• Information shown

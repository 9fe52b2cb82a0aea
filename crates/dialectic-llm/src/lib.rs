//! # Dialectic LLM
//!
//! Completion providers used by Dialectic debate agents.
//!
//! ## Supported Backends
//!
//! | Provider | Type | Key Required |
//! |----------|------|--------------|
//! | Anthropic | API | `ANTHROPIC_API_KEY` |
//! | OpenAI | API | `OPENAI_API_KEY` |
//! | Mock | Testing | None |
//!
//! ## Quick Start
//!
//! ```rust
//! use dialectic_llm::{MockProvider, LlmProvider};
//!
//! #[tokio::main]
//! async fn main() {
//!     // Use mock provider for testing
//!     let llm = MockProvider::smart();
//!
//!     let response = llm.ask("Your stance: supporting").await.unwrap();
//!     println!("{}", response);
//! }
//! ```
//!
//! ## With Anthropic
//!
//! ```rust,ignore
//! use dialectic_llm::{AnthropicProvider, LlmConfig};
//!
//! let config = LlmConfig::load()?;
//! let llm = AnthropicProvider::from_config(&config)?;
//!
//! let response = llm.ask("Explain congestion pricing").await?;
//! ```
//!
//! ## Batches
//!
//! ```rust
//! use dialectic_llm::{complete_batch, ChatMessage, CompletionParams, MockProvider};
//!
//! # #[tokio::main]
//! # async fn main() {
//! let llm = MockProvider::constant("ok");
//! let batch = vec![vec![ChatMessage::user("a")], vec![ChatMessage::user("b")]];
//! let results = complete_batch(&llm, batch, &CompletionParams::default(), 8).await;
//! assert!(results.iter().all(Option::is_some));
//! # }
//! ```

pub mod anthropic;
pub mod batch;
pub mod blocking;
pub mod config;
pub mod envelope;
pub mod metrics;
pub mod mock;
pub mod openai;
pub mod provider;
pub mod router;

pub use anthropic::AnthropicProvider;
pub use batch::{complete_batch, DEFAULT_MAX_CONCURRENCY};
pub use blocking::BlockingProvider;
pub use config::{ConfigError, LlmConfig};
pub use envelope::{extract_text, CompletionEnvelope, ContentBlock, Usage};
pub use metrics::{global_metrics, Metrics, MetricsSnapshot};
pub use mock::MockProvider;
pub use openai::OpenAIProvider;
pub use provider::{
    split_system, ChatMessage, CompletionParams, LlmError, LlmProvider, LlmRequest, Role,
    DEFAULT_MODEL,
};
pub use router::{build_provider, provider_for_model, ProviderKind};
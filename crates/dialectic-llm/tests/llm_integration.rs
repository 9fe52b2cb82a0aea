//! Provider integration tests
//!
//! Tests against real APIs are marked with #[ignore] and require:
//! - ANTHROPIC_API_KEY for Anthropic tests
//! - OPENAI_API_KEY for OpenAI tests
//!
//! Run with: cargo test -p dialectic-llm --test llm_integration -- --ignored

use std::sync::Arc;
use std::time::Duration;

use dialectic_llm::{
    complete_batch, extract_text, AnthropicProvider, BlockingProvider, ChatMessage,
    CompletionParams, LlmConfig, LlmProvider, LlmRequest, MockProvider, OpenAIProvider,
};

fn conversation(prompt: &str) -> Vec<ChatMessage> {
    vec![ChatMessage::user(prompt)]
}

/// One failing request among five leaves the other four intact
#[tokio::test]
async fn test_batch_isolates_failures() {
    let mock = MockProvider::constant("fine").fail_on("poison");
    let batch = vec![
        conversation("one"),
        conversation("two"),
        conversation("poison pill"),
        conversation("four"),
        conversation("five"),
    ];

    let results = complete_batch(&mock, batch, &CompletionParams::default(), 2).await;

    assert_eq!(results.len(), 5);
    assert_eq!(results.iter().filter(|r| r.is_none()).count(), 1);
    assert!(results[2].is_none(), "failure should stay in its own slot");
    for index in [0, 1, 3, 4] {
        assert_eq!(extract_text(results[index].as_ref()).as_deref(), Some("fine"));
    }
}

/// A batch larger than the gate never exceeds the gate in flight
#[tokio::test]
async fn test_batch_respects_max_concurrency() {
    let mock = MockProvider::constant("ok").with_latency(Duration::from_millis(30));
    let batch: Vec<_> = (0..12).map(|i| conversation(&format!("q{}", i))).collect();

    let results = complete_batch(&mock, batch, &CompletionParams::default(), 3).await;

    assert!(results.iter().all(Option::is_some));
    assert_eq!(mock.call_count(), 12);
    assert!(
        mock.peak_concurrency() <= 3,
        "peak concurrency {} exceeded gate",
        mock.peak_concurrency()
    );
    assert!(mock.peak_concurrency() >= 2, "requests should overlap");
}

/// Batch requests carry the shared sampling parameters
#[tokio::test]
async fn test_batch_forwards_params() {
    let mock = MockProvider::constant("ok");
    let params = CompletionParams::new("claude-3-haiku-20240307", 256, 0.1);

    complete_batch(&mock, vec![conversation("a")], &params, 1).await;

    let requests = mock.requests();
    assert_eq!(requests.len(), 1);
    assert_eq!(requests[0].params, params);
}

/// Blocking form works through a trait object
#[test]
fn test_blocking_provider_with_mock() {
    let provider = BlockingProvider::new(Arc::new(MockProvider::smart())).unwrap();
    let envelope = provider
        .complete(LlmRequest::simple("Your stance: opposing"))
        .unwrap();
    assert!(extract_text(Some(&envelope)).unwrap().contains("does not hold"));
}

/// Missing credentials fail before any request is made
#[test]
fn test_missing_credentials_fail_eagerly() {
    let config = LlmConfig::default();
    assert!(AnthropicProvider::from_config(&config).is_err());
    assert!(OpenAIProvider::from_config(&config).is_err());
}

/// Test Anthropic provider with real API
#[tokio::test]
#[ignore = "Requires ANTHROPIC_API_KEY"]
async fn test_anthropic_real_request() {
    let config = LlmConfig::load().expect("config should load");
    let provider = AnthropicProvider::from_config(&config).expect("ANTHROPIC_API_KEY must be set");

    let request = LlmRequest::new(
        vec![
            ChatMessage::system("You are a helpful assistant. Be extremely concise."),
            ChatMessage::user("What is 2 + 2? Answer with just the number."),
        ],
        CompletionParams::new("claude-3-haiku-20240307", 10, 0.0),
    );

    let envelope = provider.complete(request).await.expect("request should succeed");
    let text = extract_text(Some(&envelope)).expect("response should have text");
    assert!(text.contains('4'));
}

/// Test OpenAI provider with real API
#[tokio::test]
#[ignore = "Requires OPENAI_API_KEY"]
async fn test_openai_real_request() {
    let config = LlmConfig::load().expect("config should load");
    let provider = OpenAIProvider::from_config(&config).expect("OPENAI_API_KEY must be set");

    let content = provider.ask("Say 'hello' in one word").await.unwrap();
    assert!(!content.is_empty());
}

---

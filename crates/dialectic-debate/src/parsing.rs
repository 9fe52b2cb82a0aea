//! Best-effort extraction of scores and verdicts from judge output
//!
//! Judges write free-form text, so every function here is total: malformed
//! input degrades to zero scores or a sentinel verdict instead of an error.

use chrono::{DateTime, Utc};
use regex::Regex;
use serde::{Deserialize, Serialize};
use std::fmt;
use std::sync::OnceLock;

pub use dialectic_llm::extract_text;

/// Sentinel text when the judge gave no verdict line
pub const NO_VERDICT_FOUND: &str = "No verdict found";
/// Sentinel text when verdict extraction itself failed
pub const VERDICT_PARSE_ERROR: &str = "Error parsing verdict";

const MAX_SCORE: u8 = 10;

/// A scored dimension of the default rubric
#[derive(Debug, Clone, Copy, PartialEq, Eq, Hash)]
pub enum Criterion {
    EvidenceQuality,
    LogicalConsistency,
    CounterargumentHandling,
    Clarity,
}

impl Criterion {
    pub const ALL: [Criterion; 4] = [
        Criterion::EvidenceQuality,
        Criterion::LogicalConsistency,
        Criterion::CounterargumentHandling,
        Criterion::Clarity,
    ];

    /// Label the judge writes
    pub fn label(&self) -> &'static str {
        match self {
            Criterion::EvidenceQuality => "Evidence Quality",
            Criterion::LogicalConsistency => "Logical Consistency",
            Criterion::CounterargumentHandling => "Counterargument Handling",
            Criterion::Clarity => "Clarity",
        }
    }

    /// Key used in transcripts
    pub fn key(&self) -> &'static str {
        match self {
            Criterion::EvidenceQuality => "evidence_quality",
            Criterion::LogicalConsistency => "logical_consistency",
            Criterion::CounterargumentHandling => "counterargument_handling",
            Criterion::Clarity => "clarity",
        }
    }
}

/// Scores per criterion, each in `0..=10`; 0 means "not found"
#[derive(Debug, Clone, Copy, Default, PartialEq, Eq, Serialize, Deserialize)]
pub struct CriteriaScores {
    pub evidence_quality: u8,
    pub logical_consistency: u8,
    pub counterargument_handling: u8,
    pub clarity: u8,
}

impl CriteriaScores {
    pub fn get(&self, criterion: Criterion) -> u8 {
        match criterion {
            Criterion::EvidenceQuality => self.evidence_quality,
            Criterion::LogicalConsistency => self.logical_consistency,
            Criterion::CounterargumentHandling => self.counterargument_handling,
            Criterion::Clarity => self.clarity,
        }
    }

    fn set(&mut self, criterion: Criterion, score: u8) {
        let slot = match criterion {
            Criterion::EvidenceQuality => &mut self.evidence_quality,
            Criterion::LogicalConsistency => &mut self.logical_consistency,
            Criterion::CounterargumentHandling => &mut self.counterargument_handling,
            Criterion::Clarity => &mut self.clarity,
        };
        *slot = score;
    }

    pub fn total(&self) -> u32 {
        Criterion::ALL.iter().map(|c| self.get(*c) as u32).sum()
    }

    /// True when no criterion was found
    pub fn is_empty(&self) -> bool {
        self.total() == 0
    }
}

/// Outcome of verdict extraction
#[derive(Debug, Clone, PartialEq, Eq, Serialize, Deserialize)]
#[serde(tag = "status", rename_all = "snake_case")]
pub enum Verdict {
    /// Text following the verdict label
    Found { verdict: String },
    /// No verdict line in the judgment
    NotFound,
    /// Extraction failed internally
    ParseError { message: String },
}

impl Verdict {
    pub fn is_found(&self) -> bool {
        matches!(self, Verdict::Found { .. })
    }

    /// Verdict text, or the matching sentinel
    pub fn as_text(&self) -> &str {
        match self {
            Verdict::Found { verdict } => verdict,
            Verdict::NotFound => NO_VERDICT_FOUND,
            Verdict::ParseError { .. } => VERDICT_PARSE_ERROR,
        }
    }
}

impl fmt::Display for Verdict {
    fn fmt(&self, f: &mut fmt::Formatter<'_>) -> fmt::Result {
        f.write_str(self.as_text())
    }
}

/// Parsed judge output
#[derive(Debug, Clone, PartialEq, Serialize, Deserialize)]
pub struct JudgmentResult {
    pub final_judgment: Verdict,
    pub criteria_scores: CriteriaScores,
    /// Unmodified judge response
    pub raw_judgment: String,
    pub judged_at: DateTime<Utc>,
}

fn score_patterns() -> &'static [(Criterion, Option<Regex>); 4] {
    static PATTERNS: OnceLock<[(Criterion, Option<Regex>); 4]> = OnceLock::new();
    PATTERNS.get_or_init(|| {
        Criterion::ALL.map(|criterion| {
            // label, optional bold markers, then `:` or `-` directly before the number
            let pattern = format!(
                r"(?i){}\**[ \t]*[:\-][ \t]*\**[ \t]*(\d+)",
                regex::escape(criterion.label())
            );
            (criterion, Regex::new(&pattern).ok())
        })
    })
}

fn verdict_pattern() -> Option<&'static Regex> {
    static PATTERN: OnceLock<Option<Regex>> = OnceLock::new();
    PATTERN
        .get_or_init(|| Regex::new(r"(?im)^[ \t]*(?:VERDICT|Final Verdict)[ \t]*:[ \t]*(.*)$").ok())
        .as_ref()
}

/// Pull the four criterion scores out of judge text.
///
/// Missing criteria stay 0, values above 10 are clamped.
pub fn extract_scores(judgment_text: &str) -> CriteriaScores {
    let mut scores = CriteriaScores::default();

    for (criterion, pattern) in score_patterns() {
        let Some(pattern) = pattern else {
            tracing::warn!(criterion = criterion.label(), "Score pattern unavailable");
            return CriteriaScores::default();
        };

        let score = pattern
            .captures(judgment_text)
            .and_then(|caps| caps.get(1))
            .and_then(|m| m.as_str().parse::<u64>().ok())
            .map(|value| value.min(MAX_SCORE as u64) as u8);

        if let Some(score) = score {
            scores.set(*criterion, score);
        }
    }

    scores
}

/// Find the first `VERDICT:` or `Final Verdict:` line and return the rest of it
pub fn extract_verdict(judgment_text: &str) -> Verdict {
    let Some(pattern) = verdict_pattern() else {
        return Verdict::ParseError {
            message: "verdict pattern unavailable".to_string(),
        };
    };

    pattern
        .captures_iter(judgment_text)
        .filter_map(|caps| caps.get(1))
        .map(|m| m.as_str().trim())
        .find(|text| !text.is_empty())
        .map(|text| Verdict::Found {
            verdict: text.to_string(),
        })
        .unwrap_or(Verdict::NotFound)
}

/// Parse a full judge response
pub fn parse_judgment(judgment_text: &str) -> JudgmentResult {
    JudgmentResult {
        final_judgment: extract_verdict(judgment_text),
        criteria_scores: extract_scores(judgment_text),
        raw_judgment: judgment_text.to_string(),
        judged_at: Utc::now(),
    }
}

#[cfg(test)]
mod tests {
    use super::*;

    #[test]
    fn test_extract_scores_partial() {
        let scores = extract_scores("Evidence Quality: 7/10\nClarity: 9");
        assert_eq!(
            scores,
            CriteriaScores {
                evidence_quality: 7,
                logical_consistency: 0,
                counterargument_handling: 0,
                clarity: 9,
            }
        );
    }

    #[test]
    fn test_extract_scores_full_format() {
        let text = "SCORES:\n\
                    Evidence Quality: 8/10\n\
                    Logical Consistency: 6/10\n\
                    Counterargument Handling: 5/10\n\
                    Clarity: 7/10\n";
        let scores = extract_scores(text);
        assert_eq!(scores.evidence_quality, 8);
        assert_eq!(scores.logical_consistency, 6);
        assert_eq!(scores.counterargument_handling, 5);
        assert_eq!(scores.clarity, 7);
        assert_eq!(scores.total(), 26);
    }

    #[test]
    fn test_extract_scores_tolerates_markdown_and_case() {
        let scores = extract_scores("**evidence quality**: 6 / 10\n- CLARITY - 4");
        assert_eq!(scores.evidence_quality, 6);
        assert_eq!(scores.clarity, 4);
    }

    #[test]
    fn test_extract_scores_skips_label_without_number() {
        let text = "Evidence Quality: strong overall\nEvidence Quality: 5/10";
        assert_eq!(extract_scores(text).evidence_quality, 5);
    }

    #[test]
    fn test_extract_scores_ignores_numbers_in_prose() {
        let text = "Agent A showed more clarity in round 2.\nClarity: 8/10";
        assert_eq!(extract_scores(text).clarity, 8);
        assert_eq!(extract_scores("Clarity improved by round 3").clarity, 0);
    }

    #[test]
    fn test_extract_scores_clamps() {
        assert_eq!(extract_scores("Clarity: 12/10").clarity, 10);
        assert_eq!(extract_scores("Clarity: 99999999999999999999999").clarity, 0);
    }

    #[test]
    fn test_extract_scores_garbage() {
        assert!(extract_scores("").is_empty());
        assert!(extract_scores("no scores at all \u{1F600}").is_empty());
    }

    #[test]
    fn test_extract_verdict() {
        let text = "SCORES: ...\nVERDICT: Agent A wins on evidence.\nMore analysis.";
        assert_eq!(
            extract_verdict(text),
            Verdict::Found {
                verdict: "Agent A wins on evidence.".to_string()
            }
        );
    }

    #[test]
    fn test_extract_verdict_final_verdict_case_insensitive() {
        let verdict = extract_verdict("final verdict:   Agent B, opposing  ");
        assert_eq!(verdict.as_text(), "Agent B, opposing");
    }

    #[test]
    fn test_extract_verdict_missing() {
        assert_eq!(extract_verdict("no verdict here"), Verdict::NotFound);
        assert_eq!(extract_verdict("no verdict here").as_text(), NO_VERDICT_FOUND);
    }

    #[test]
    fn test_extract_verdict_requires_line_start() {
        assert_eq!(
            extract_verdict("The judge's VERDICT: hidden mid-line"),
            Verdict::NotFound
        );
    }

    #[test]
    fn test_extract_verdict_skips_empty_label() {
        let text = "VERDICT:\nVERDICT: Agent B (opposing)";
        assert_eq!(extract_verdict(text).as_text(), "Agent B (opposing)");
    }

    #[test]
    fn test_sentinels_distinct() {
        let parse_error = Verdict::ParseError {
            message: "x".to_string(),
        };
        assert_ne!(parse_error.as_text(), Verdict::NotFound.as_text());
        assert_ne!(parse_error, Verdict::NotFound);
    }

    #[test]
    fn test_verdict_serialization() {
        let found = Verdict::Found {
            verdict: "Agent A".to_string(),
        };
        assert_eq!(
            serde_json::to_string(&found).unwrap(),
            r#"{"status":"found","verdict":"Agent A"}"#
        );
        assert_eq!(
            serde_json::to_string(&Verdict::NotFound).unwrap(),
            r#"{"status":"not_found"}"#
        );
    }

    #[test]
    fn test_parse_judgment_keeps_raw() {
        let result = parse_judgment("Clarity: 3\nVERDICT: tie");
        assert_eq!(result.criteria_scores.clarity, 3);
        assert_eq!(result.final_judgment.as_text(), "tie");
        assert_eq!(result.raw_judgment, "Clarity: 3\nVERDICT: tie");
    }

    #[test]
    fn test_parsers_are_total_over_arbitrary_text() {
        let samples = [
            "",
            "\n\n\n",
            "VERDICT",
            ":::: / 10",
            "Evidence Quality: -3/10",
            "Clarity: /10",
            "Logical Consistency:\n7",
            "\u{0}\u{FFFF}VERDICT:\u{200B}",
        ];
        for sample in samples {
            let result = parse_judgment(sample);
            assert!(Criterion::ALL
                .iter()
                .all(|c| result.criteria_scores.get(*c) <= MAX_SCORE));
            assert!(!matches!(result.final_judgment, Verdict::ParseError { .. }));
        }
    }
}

• What is needed
Count the lines in the listing above that contain the string "NotFound", and give only the count.

• Your solution
8